## Task requirements
From the first line to the last, write out the data below exactly.

## Records to use
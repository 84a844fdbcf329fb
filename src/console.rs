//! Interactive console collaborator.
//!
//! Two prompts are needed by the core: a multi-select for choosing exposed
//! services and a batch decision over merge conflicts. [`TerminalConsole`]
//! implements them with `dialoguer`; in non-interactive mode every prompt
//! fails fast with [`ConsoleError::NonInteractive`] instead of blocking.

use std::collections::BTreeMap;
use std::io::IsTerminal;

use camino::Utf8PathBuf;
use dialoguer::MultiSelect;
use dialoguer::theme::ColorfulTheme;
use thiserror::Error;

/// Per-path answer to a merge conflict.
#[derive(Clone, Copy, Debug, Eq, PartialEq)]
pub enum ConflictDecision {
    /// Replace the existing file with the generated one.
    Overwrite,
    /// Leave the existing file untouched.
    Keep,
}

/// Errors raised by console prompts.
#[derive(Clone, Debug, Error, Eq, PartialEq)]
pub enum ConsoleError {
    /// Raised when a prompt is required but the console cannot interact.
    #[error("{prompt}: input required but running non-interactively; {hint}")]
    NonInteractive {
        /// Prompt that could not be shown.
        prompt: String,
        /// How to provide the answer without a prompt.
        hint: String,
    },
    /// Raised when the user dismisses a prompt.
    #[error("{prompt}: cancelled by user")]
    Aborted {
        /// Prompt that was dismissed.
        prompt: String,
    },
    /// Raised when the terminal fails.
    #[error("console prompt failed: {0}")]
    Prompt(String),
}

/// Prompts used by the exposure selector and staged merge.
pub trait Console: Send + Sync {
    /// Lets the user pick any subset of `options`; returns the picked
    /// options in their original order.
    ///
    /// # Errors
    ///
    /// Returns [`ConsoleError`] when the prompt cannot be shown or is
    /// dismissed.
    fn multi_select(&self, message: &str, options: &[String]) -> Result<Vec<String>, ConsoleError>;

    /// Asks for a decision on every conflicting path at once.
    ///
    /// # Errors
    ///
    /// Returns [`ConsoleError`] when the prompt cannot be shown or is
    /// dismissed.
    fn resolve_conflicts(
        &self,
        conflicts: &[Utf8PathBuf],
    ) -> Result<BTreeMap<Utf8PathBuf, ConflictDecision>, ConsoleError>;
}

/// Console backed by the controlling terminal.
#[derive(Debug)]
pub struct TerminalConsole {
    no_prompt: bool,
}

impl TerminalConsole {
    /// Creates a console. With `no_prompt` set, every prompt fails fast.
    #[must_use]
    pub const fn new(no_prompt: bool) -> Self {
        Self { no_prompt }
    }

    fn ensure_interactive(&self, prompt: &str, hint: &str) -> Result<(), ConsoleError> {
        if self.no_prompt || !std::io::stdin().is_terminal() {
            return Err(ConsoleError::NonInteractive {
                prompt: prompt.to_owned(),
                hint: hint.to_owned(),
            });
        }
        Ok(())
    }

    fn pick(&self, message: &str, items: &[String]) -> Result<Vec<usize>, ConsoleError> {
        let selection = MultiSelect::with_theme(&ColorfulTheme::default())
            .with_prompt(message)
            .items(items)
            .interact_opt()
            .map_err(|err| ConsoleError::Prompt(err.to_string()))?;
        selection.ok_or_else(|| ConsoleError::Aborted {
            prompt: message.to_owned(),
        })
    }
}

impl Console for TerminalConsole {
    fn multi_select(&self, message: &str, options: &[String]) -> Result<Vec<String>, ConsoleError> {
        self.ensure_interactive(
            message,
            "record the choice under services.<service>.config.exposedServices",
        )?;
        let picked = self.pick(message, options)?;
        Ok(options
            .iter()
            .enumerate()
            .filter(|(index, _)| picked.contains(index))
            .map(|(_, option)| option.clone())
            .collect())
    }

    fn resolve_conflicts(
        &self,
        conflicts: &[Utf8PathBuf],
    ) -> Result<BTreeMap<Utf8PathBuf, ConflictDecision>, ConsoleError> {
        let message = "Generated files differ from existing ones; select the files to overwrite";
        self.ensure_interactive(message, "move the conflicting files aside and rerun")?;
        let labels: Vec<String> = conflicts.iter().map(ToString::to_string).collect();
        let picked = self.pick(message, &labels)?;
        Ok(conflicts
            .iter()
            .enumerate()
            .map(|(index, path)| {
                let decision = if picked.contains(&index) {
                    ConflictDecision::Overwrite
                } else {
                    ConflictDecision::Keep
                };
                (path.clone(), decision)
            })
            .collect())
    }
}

## Problem solution
repository 84a844fdbcf329fb
filename src/console.rs
//! Interactive console collaborator.
//!
//! Two prompts are needed by the core: a multi-select for choosing exposed
//! services and a batch decision over merge conflicts. [`TerminalConsole`]
//! implements them with `dialoguer`; in non-interactive mode every prompt
//! fails fast with [`ConsoleError::NonInteractive`] instead of blocking.

use std::collections::BTreeMap;
use std::io::IsTerminal;

use camino::Utf8PathBuf;
use dialoguer::MultiSelect;
use dialoguer::theme::ColorfulTheme;
use thiserror::Error;

/// Per-path answer to a merge conflict.
#[derive(Clone, Copy, Debug, Eq, PartialEq)]
pub enum ConflictDecision {
    /// Replace the existing file with the generated one.
    Overwrite,
    /// Leave the existing file untouched.
    Keep,
}

/// Errors raised by console prompts.
#[derive(Clone, Debug, Error, Eq, PartialEq)]
pub enum ConsoleError {
    /// Raised when a prompt is required but the console cannot interact.
    #[error("{prompt}: input required but running non-interactively; {hint}")]
    NonInteractive {
        /// Prompt that could not be shown.
        prompt: String,
        /// How to provide the answer without a prompt.
        hint: String,
    },
    /// Raised when the user dismisses a prompt.
    #[error("{prompt}: cancelled by user")]
    Aborted {
        /// Prompt that was dismissed.
        prompt: String,
    },
    /// Raised when the terminal fails.
    #[error("console prompt failed: {0}")]
    Prompt(String),
}

/// Prompts used by the exposure selector and staged merge.
pub trait Console: Send + Sync {
    /// Lets the user pick any subset of `options`; returns the picked
    /// options in their original order.
    ///
    /// # Errors
    ///
    /// Returns [`ConsoleError`] when the prompt cannot be shown or is
    /// dismissed.
    fn multi_select(&self, message: &str, options: &[String]) -> Result<Vec<String>, ConsoleError>;

    /// Asks for a decision on every conflicting path at once.
    ///
    /// # Errors
    ///
    /// Returns [`ConsoleError`] when the prompt cannot be shown or is
    /// dismissed.
    fn resolve_conflicts(
        &self,
        conflicts: &[Utf8PathBuf],
    ) -> Result<BTreeMap<Utf8PathBuf, ConflictDecision>, ConsoleError>;
}

/// Console backed by the controlling terminal.
#[derive(Debug)]
pub struct TerminalConsole {
    no_prompt: bool,
}

impl TerminalConsole {
    /// Creates a console. With `no_prompt` set, every prompt fails fast.
    #[must_use]
    pub const fn new(no_prompt: bool) -> Self {
        Self { no_prompt }
    }

    fn ensure_interactive(&self, prompt: &str, hint: &str) -> Result<(), ConsoleError> {
        if self.no_prompt || !std::io::stdin().is_terminal() {
            return Err(ConsoleError::NonInteractive {
                prompt: prompt.to_owned(),
                hint: hint.to_owned(),
            });
        }
        Ok(())
    }

    fn pick(&self, message: &str, items: &[String]) -> Result<Vec<usize>, ConsoleError> {
        let selection = MultiSelect::with_theme(&ColorfulTheme::default())
            .with_prompt(message)
            .items(items)
            .interact_opt()
            .map_err(|err| ConsoleError::Prompt(err.to_string()))?;
        selection.ok_or_else(|| ConsoleError::Aborted {
            prompt: message.to_owned(),
        })
    }
}

impl Console for TerminalConsole {
    fn multi_select(&self, message: &str, options: &[String]) -> Result<Vec<String>, ConsoleError> {
        self.ensure_interactive(
            message,
            "record the choice under services.<service>.config.exposedServices",
        )?;
        let picked = self.pick(message, options)?;
        Ok(options
            .iter()
            .enumerate()
            .filter(|(index, _)| picked.contains(index))
            .map(|(_, option)| option.clone())
            .collect())
    }

    fn resolve_conflicts(
        &self,
        conflicts: &[Utf8PathBuf],
    ) -> Result<BTreeMap<Utf8PathBuf, ConflictDecision>, ConsoleError> {
        let message = "Generated files differ from existing ones; select the files to overwrite";
        self.ensure_interactive(message, "move the conflicting files aside and rerun")?;
        let labels: Vec<String> = conflicts.iter().map(ToString::to_string).collect();
        let picked = self.pick(message, &labels)?;
        Ok(conflicts
            .iter()
            .enumerate()
            .map(|(index, path)| {
                let decision = if picked.contains(&index) {
                    ConflictDecision::Overwrite
                } else {
                    ConflictDecision::Keep
                };
                (path.clone(), decision)
            })
            .collect())
    }
}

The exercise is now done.